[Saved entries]
##############################

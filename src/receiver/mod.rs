//! Scrape ingestion.
//!
//! Parses Prometheus text exposition bodies into [`ScrapeBatch`]es for the
//! adjuster. Scraping itself (HTTP, service discovery) happens upstream.

pub mod exposition;

pub use exposition::parse_exposition;

use crate::core::Result;
use crate::metrics::{ScrapeBatch, Timestamp};
use std::path::Path;
use tracing::debug;

/// Reads an exposition body from disk and parses it as one scrape of
/// `job`/`instance` taken at `scrape_time`
pub async fn load_scrape(
    path: impl AsRef<Path>,
    job: &str,
    instance: &str,
    scrape_time: Timestamp,
) -> Result<ScrapeBatch> {
    let path = path.as_ref();
    let body = tokio::fs::read_to_string(path).await?;
    let batch = parse_exposition(&body, job, instance, scrape_time)?;
    debug!(
        path = %path.display(),
        families = batch.metrics.len(),
        samples = batch.sample_count(),
        "Loaded scrape"
    );
    Ok(batch)
}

##############################

Only lines holding the string "Result" are wanted; gather each one from the entries above.

■ Task output
use crate::core::Result;
) -> Result<ScrapeBatch> {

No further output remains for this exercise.